Hear rate zones are defined by the points where the body uses fat (potentially infinite energy source energy wise) as the primary source of fuel and the inability to process lactate acid from the cells in use. Zone 2 roughly corresponds to the point an exertion level which is highly fat burning and the bodies ability to flush lactate is largely effective. Zone 4, is the point of glycogen (a finite energy source) being the prime energy source and the build up of lactic acid occurs. Zone 3 is the cross over. The goal of any good training program is to to do much of the training at Zone 2 in the early base build in phases, then progress to an increase of Zone 4 efforts as training progresses. The goal of endurance training is make the athlete more efficient at pace. These zone 4 intervals push the bodies ability to cleanse lactic and burn fat to higher levels of exertion. However, too much training in the grey are, zone 3, and the body does not adapt. Given the above, the easy days are to be easy 90 - 95% zone 2. The hard days need to be hard when asked for, +/-25% of the work load conducted at Z4. Over the period of a given training week, the base period will have less than 5% Z4. As the build and peak are moved to, the zone 4 will increase to +/-15% of a weeks volume. Ideally, the athlete will avoid Zone 3 as much as possible. It should be noted, a power meter on the bike, can make training by zone considerably more accurate and beneficial.
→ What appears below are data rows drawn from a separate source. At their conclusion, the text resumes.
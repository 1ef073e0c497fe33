// Copyright 2025 the Understory Authors
// SPDX-License-Identifier: Apache-2.0 OR MIT

//! Durations as hours, minutes and seconds, and the time property.

use alloc::format;
use alloc::string::String;
use core::fmt;

use crate::carry::{self, RawTime};
use crate::error::{TimeOverflow, ViewFault};
use crate::kind::{EditorWidget, PropertyKind};
use crate::property::Property;
use crate::state::ViewState;
use crate::widget::{Label, Spinner};

const SECONDS_PER_MINUTE: u64 = 60;
const SECONDS_PER_HOUR: u64 = 3_600;

/// A non-negative duration with whole-second precision.
///
/// Minutes and seconds are always in `0..=59`; hours are unbounded up to
/// `u32::MAX`. Ordering is chronological.
///
/// ```rust
/// use understory_property_sheet::Time;
///
/// let t = Time::from_total_seconds(3_661);
/// assert_eq!((t.hours(), t.minutes(), t.seconds()), (1, 1, 1));
/// assert_eq!(t.to_string(), "01:01:01");
/// assert_eq!(t.total_seconds(), 3_661);
/// ```
#[derive(Copy, Clone, Debug, Default, PartialEq, Eq, PartialOrd, Ord, Hash)]
#[cfg_attr(
    feature = "serde",
    derive(serde::Serialize, serde::Deserialize),
    serde(into = "u64", try_from = "u64")
)]
pub struct Time {
    hours: u32,
    minutes: u8,
    seconds: u8,
}

impl Time {
    /// `00:00:00`.
    pub const ZERO: Self = Self {
        hours: 0,
        minutes: 0,
        seconds: 0,
    };

    /// Creates a time, or `None` if minutes or seconds are above 59.
    #[must_use]
    pub const fn new(hours: u32, minutes: u8, seconds: u8) -> Option<Self> {
        if minutes > 59 || seconds > 59 {
            return None;
        }
        Some(Self {
            hours,
            minutes,
            seconds,
        })
    }

    /// Splits a number of seconds into hours, minutes and seconds.
    #[must_use]
    #[expect(
        clippy::cast_possible_truncation,
        reason = "minutes and seconds are remainders below 60"
    )]
    pub const fn from_total_seconds(total: u32) -> Self {
        Self {
            hours: total / 3_600,
            minutes: ((total % 3_600) / 60) as u8,
            seconds: (total % 60) as u8,
        }
    }

    /// Returns the hour count.
    #[must_use]
    pub const fn hours(self) -> u32 {
        self.hours
    }

    /// Returns the minutes, in `0..=59`.
    #[must_use]
    pub const fn minutes(self) -> u8 {
        self.minutes
    }

    /// Returns the seconds, in `0..=59`.
    #[must_use]
    pub const fn seconds(self) -> u8 {
        self.seconds
    }

    /// Returns the duration in seconds.
    #[must_use]
    pub const fn total_seconds(self) -> u64 {
        self.hours as u64 * SECONDS_PER_HOUR
            + self.minutes as u64 * SECONDS_PER_MINUTE
            + self.seconds as u64
    }

    /// Returns this time with hours limited to `max_hours`.
    #[must_use]
    pub fn with_hours_at_most(self, max_hours: u32) -> Self {
        Self {
            hours: self.hours.min(max_hours),
            ..self
        }
    }

    /// Builds a time from readings that are already in range, clamping any
    /// stragglers.
    pub(crate) fn from_parts_saturating(hours: i64, minutes: i64, seconds: i64, max_hours: u32) -> Self {
        let field = |v: i64| u8::try_from(v.clamp(0, 59)).unwrap_or(0);
        Self {
            hours: u32::try_from(hours.clamp(0, i64::from(max_hours))).unwrap_or(max_hours),
            minutes: field(minutes),
            seconds: field(seconds),
        }
    }
}

impl fmt::Display for Time {
    fn fmt(&self, f: &mut fmt::Formatter<'_>) -> fmt::Result {
        write!(
            f,
            "{:02}:{:02}:{:02}",
            self.hours, self.minutes, self.seconds
        )
    }
}

impl From<Time> for u64 {
    fn from(time: Time) -> Self {
        time.total_seconds()
    }
}

impl TryFrom<u64> for Time {
    type Error = TimeOverflow;

    fn try_from(total_seconds: u64) -> Result<Self, Self::Error> {
        let hours = u32::try_from(total_seconds / SECONDS_PER_HOUR)
            .map_err(|_| TimeOverflow { total_seconds })?;
        let rest = total_seconds % SECONDS_PER_HOUR;
        let field = |v: u64| u8::try_from(v).map_err(|_| TimeOverflow { total_seconds });
        Ok(Self {
            hours,
            minutes: field(rest / SECONDS_PER_MINUTE)?,
            seconds: field(rest % SECONDS_PER_MINUTE)?,
        })
    }
}

/// One of the three counters of a [`Time`].
#[derive(Copy, Clone, Debug, PartialEq, Eq, Hash)]
pub enum TimeField {
    /// The hour counter.
    Hours,
    /// The minute counter.
    Minutes,
    /// The second counter.
    Seconds,
}

/// Direction of a spinner click.
#[derive(Copy, Clone, Debug, PartialEq, Eq, Hash)]
pub enum Step {
    /// One up.
    Up,
    /// One down.
    Down,
}

/// Editor model for a time: three spinners that may overshoot by one.
#[derive(Clone, Debug, PartialEq, Eq)]
pub struct TimePanel {
    hours: Spinner,
    minutes: Spinner,
    seconds: Spinner,
    last_changed: Option<TimeField>,
    state: ViewState,
}

impl TimePanel {
    fn new(time: Time, max_hours: u32) -> Self {
        let mut hours = Spinner::new(0, i64::from(max_hours), i64::from(time.hours()));
        let mut minutes = Spinner::new(-1, 60, i64::from(time.minutes()));
        let mut seconds = Spinner::new(-1, 60, i64::from(time.seconds()));
        hours.set_pattern("00");
        minutes.set_pattern("00");
        seconds.set_pattern("00");
        Self {
            hours,
            minutes,
            seconds,
            last_changed: None,
            state: ViewState::default(),
        }
    }

    /// Returns the spinner for one field.
    #[must_use]
    pub fn spinner(&self, field: TimeField) -> &Spinner {
        match field {
            TimeField::Hours => &self.hours,
            TimeField::Minutes => &self.minutes,
            TimeField::Seconds => &self.seconds,
        }
    }

    fn spinner_mut(&mut self, field: TimeField) -> &mut Spinner {
        self.last_changed = Some(field);
        match field {
            TimeField::Hours => &mut self.hours,
            TimeField::Minutes => &mut self.minutes,
            TimeField::Seconds => &mut self.seconds,
        }
    }

    /// Simulates a click on one of the spinner arrows.
    pub fn step(&mut self, field: TimeField, step: Step) {
        let spinner = self.spinner_mut(field);
        match step {
            Step::Up => spinner.step_up(),
            Step::Down => spinner.step_down(),
        }
    }

    /// Simulates typing a number into one spinner.
    pub fn enter(&mut self, field: TimeField, value: i64) {
        self.spinner_mut(field).set(value);
    }

    /// Returns the current readings, which may be out of range until the
    /// panel is read back.
    #[must_use]
    pub fn raw(&self) -> RawTime {
        RawTime::new(self.hours.value(), self.minutes.value(), self.seconds.value())
    }

    /// Returns the field the user changed last, if any since the last push.
    #[must_use]
    pub fn last_changed(&self) -> Option<TimeField> {
        self.last_changed
    }

    /// Number of display writes across all three spinners.
    #[must_use]
    pub fn writes(&self) -> usize {
        self.hours.writes() + self.minutes.writes() + self.seconds.writes()
    }
}

impl EditorWidget for TimePanel {
    fn set_view_state(&mut self, state: ViewState) {
        self.state = state;
    }

    fn view_state(&self) -> ViewState {
        self.state
    }
}

/// A [`Time`] edited with carrying spinners.
#[derive(Clone, Debug, PartialEq, Eq)]
pub struct TimeKind {
    max_hours: u32,
}

impl TimeKind {
    /// A time kind whose hour counter stops at `max_hours`.
    #[must_use]
    pub const fn with_max_hours(max_hours: u32) -> Self {
        Self { max_hours }
    }

    /// Returns the largest hour count.
    #[must_use]
    pub const fn max_hours(&self) -> u32 {
        self.max_hours
    }
}

impl Default for TimeKind {
    fn default() -> Self {
        Self::with_max_hours(u32::MAX)
    }
}

impl PropertyKind for TimeKind {
    type Value = Time;
    type Editor = TimePanel;
    type Viewer = Label;

    fn normalize(&mut self, value: Time) -> Time {
        value.with_hours_at_most(self.max_hours)
    }

    fn create_editor(&self, value: &Time) -> TimePanel {
        TimePanel::new(*value, self.max_hours)
    }

    fn create_viewer(&self, value: &Time) -> Label {
        Label::new(format!("{value}"))
    }

    fn update_editor(&self, editor: &mut TimePanel, value: &Time) -> Result<(), ViewFault> {
        editor.last_changed = None;
        editor.hours.show(i64::from(value.hours()))?;
        editor.minutes.show(i64::from(value.minutes()))?;
        editor.seconds.show(i64::from(value.seconds()))?;
        Ok(())
    }

    fn update_viewer(&self, viewer: &mut Label, value: &Time) -> Result<(), ViewFault> {
        viewer.show(&format!("{value}"));
        Ok(())
    }

    fn read_editor(&self, editor: &TimePanel) -> Option<Time> {
        let changed = editor.last_changed.unwrap_or(TimeField::Hours);
        Some(carry::settle(editor.raw(), changed, self.max_hours))
    }

    fn describe(&self, value: &Time) -> String {
        format!("{value}")
    }
}

/// A property holding a [`Time`].
pub type TimeProperty = Property<TimeKind>;

impl Property<TimeKind> {
    /// Creates a time property without an hour limit.
    #[must_use]
    pub fn new(name: impl Into<String>, time: Time) -> Self {
        Self::with_kind(name, TimeKind::default(), time)
    }

    /// Creates a time property whose hours stop at `max_hours`.
    #[must_use]
    pub fn with_max_hours(name: impl Into<String>, time: Time, max_hours: u32) -> Self {
        Self::with_kind(name, TimeKind::with_max_hours(max_hours), time)
    }

    /// Steps one field as a spinner click would, carrying as needed, and
    /// stores the result.
    pub fn step(&self, field: TimeField, step: Step) {
        let max_hours = self.with_kind_ref(TimeKind::max_hours);
        let next = carry::apply_delta(self.value(), field, step, max_hours);
        self.set_value(next);
    }
}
An indoor trainer value depends on the view point of the user. Inclimate weather, traffic, pollution, training quality, etc...are all high value reasons to consider indoors. The cost of an indoor trainer could be equal to or more than a good bike. So this too must be considered in the value equation. Training indoors does have its benefits though. Focus, no traffic, no wind, no interruptions all lead to higher quality workouts. A "smart" trainer can also provide interactivity to conduct group work outs, gain more data (power) or be with "slower" companions if in a group setting.